# Prompt
Your output should be the line with "bug, such as" and all following lines of the data below, through the end, repeated exactly.

═════ Dataset records

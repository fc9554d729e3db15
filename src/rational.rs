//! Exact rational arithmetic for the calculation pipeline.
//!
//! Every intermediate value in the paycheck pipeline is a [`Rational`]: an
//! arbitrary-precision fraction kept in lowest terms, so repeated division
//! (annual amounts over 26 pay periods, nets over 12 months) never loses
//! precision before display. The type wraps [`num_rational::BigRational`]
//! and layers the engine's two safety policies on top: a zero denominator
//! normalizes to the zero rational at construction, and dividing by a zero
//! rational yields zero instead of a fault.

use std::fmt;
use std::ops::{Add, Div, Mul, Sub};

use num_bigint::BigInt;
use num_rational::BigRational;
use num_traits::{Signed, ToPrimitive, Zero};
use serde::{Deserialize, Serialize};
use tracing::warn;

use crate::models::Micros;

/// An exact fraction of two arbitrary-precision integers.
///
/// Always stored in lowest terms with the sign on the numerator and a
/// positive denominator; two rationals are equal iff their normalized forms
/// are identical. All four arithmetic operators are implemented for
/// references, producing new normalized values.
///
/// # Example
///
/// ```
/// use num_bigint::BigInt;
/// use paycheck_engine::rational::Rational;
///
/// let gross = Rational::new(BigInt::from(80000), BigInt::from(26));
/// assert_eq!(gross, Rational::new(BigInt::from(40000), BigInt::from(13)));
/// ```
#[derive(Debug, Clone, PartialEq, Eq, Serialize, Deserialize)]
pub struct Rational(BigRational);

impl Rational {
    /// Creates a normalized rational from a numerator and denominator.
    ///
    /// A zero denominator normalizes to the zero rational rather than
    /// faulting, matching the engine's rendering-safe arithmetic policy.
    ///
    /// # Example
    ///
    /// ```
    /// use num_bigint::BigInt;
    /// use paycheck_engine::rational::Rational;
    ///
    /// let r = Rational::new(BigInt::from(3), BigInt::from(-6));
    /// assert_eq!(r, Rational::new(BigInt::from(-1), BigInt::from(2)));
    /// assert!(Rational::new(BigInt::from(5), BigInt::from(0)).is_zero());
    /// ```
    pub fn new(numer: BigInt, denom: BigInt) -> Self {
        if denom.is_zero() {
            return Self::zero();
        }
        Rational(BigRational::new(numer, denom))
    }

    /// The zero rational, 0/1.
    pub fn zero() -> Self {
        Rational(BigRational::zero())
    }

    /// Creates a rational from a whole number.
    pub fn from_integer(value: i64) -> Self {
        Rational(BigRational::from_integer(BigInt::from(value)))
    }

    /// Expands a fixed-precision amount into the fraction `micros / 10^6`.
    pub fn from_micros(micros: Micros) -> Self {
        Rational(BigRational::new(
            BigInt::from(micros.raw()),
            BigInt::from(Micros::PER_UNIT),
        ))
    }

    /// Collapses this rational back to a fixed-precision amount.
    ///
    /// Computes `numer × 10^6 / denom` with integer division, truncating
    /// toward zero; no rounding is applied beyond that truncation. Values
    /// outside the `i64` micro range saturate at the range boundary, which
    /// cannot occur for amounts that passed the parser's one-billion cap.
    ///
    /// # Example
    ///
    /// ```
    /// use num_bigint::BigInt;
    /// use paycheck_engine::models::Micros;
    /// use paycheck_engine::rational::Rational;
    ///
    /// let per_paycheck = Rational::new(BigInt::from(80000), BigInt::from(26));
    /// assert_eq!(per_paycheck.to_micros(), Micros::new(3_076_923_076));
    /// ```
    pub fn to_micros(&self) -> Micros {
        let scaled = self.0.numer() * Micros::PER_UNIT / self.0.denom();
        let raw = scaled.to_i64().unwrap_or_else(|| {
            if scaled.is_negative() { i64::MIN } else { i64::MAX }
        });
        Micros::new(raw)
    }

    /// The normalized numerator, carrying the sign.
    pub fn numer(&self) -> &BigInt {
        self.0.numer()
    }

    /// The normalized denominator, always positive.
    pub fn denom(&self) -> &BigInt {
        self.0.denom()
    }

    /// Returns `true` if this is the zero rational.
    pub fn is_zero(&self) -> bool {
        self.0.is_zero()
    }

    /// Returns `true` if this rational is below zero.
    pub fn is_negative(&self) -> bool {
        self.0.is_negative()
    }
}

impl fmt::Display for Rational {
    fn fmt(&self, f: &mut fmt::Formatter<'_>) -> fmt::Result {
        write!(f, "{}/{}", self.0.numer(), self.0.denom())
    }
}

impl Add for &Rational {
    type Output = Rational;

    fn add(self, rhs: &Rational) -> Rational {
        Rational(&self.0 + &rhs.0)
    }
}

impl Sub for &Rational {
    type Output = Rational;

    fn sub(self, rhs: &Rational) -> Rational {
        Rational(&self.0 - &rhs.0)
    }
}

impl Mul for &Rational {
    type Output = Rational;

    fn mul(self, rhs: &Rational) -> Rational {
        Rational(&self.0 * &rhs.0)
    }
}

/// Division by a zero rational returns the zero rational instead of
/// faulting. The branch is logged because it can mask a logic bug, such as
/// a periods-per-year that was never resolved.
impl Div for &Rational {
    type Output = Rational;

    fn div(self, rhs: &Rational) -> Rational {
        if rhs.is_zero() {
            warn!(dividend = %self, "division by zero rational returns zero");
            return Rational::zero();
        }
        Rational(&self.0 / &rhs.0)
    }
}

══════════

# Answer below
/// faulting. The branch is logged because it can mask a logic bug, such as
/// a periods-per-year that was never resolved.
impl Div for &Rational {
    type Output = Rational;

    fn div(self, rhs: &Rational) -> Rational {
        if rhs.is_zero() {
            warn!(dividend = %self, "division by zero rational returns zero");
            return Rational::zero();
        }
        Rational(&self.0 / &rhs.0)
    }
}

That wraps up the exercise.